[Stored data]
= Beginning of Section =
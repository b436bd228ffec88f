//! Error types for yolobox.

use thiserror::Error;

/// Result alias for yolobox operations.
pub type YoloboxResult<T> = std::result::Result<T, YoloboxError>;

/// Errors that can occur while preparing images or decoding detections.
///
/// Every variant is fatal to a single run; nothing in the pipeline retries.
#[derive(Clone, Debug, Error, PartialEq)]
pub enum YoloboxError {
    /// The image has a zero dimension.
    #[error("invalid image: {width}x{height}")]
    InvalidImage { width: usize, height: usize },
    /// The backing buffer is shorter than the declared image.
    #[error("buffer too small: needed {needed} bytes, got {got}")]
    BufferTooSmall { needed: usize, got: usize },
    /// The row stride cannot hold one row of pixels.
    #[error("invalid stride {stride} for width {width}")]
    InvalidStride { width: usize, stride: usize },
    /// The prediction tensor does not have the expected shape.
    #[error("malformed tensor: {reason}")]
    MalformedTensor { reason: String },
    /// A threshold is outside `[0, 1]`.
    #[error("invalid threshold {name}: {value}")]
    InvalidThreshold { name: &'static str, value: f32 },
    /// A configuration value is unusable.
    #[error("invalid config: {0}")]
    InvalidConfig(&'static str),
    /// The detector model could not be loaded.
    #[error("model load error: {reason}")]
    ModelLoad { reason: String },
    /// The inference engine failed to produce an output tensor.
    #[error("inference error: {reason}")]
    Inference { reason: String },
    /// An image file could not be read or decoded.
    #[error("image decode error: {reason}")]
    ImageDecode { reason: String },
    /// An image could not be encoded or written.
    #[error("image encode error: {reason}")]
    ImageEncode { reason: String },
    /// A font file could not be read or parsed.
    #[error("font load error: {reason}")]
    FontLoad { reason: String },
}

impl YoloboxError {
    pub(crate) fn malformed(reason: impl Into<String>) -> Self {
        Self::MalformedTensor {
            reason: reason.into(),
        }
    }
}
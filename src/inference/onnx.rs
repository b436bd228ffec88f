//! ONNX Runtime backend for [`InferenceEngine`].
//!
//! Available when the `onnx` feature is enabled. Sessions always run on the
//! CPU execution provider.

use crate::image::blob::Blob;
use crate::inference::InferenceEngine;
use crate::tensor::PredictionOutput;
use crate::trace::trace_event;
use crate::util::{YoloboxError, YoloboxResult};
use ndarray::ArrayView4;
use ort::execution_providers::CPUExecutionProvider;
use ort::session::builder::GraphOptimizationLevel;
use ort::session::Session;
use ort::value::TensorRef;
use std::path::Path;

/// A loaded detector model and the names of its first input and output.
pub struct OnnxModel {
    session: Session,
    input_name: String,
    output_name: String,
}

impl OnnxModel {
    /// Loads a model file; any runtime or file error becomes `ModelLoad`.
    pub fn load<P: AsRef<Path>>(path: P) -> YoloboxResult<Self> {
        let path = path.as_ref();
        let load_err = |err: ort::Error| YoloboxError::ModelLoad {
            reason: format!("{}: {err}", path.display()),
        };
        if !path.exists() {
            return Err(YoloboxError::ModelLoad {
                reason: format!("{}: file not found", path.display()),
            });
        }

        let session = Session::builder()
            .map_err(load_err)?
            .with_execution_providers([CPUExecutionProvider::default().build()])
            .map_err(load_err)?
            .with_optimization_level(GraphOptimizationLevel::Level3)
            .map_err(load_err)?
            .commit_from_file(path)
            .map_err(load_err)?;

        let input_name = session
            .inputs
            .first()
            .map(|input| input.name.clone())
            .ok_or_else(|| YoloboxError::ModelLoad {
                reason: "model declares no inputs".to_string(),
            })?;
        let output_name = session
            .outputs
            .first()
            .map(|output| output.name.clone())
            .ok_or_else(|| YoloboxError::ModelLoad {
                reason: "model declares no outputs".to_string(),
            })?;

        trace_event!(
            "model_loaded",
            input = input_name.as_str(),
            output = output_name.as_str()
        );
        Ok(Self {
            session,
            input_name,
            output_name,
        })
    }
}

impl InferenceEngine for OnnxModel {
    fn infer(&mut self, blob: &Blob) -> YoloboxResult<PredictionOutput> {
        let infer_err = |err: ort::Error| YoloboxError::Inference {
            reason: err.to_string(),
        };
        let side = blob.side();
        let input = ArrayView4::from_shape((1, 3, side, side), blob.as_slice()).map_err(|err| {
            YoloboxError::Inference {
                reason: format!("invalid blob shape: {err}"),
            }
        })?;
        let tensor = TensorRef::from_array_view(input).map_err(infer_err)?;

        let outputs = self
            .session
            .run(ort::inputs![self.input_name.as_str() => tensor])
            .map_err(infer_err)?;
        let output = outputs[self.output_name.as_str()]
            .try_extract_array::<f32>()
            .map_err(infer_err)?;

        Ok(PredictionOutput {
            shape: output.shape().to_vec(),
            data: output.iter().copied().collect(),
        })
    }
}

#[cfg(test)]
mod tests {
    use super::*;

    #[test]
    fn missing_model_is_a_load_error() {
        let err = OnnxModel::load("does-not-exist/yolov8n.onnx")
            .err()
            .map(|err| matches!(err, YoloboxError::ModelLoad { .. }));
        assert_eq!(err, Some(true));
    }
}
= End of Section =
= Beginning of Section =
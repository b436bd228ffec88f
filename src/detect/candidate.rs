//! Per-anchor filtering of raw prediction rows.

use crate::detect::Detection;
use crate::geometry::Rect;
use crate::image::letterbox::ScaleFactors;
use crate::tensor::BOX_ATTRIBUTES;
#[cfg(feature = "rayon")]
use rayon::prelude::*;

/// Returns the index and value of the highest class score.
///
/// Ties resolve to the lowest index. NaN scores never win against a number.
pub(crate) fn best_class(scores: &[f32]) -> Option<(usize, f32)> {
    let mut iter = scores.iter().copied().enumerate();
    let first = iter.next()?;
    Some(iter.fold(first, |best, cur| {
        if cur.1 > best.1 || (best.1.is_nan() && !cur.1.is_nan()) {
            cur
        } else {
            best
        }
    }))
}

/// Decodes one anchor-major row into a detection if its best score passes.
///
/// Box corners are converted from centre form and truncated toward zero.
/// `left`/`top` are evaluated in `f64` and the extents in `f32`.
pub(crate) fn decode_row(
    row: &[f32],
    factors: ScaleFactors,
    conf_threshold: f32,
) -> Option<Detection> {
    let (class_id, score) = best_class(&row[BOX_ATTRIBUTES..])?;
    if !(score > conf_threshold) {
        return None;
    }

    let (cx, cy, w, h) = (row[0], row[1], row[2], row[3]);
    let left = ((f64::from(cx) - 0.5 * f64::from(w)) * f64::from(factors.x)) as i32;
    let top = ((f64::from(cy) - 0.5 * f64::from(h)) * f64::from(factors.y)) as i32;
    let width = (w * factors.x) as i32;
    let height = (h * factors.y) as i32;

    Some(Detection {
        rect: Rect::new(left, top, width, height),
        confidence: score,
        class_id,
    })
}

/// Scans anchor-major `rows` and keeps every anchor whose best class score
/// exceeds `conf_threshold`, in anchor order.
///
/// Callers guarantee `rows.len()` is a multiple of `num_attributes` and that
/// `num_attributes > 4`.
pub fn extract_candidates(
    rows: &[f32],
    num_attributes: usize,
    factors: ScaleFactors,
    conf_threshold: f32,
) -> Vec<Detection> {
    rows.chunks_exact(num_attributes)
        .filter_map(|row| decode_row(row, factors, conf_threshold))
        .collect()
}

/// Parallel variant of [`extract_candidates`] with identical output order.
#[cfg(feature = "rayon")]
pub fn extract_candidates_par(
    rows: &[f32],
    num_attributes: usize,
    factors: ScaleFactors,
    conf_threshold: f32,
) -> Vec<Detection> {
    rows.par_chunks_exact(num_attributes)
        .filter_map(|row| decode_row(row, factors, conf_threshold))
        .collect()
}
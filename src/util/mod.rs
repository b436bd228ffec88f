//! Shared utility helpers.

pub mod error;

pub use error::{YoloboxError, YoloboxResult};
= End of Section =
= Beginning of Section =
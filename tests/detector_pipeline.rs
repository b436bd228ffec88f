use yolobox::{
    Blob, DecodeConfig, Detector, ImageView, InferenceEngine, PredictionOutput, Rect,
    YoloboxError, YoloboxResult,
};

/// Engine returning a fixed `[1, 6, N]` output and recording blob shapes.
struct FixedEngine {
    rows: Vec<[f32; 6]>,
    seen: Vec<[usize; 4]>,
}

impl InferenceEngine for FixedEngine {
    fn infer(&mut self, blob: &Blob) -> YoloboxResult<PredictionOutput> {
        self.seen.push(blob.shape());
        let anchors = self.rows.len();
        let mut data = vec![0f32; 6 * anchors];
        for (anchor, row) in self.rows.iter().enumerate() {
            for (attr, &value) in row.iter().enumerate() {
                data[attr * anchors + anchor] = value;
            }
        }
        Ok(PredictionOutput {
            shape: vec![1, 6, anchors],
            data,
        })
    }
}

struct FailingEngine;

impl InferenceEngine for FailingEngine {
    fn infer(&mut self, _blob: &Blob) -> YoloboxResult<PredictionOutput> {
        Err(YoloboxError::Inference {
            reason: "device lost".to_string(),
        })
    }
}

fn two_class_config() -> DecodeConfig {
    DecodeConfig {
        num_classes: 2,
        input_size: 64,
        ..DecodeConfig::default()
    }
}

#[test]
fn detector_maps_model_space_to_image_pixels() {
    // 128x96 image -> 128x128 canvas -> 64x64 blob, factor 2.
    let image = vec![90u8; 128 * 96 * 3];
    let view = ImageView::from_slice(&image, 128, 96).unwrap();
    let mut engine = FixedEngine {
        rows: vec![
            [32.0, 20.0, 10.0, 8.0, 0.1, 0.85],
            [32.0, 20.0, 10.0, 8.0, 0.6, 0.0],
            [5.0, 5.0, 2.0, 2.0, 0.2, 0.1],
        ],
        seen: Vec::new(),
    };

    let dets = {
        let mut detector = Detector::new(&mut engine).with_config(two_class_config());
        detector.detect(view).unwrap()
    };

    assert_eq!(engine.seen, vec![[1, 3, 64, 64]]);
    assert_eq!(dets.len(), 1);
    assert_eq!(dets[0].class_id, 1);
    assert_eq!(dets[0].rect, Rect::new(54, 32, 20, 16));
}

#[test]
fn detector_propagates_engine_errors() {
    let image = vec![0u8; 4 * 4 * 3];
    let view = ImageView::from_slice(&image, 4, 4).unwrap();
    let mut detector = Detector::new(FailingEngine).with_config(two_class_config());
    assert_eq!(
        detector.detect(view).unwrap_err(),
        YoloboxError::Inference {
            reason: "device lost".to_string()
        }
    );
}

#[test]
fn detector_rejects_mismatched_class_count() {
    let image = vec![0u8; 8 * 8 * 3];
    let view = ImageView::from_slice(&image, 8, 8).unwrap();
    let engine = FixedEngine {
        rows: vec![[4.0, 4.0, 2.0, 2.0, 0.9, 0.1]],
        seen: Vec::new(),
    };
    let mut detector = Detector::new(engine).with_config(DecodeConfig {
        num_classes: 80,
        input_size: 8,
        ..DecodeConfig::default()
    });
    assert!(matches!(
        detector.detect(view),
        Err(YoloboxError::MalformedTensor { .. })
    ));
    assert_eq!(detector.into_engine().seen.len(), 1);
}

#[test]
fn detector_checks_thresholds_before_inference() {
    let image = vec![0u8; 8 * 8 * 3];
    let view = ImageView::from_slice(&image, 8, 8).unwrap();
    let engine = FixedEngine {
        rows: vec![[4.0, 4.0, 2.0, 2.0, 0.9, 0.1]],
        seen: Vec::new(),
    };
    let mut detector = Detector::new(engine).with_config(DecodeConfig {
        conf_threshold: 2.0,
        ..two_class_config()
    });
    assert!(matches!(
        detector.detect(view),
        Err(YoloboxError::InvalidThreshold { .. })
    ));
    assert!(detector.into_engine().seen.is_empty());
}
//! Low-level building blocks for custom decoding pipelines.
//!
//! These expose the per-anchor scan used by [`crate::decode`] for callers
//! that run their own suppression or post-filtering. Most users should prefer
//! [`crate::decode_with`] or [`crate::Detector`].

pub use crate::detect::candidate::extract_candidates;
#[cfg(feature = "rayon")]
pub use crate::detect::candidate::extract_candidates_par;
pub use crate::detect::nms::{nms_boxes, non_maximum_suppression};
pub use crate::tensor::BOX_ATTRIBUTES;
= End of Section =
To do: Please copy the lines above from the line with "usize, got: usize" up to and including the line with "str, value: f32", exactly as written and with nothing else.

Answer space:
    BufferTooSmall { needed: usize, got: usize },
    /// The row stride cannot hold one row of pixels.
    #[error("invalid stride {stride} for width {width}")]
    InvalidStride { width: usize, stride: usize },
    /// The prediction tensor does not have the expected shape.
    #[error("malformed tensor: {reason}")]
    MalformedTensor { reason: String },
    /// A threshold is outside `[0, 1]`.
    #[error("invalid threshold {name}: {value}")]
    InvalidThreshold { name: &'static str, value: f32 },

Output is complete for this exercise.